Within the entries below, find the portion that opens with the line containing "let angle = match" and closes with the line containing "let center_y = sum_y / n;". Retype that portion exactly and only.

[Start of Attachment]

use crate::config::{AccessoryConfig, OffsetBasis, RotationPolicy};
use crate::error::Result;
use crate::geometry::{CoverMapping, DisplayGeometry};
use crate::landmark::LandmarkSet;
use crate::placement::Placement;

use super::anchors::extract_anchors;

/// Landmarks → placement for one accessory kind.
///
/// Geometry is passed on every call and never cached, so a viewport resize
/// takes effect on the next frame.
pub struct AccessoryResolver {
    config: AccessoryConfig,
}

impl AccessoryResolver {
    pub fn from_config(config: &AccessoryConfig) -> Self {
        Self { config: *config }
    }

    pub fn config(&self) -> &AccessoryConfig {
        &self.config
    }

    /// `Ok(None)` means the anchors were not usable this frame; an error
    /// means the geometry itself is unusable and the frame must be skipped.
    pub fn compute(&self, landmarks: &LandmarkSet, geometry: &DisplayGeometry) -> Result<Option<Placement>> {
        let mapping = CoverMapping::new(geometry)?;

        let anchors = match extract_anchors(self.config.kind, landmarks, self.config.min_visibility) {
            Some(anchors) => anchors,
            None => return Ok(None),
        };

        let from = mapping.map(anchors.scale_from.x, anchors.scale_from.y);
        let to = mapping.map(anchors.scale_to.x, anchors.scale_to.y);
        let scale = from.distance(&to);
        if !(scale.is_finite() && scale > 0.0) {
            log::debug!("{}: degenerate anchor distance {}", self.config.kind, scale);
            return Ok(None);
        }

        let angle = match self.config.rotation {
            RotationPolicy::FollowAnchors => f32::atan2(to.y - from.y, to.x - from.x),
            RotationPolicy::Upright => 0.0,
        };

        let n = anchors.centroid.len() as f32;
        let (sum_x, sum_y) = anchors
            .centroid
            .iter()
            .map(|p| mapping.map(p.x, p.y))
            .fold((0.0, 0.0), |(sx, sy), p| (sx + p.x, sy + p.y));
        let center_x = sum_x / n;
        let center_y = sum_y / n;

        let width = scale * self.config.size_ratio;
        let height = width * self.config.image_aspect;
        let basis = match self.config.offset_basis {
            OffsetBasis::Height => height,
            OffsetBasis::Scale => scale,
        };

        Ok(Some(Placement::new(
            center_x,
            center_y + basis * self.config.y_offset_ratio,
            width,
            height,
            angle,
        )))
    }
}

[End of Attachment]
[Start of Attachment]

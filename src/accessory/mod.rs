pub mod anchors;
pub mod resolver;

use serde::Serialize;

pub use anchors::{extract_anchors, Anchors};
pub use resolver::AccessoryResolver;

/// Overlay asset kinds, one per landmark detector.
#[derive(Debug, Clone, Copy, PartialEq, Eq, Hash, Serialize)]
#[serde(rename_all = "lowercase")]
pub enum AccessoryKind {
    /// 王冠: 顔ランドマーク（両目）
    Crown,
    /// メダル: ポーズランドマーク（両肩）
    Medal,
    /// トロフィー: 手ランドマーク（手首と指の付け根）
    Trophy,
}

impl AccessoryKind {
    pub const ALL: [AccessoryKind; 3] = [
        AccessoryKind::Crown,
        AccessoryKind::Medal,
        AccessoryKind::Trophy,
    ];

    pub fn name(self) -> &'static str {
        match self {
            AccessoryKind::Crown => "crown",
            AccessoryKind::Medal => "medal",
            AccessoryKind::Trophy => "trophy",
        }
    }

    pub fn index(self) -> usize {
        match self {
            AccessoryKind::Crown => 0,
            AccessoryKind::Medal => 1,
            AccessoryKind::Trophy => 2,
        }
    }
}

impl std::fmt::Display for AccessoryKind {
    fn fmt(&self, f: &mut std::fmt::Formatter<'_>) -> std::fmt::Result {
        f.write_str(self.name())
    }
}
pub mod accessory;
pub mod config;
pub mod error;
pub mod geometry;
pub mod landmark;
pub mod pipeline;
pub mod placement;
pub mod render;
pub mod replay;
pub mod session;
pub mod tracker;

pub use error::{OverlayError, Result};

[End of Attachment]

## Answer box
        let angle = match self.config.rotation {
            RotationPolicy::FollowAnchors => f32::atan2(to.y - from.y, to.x - from.x),
            RotationPolicy::Upright => 0.0,
        };

        let n = anchors.centroid.len() as f32;
        let (sum_x, sum_y) = anchors
            .centroid
            .iter()
            .map(|p| mapping.map(p.x, p.y))
            .fold((0.0, 0.0), |(sx, sy), p| (sx + p.x, sy + p.y));
        let center_x = sum_x / n;
        let center_y = sum_y / n;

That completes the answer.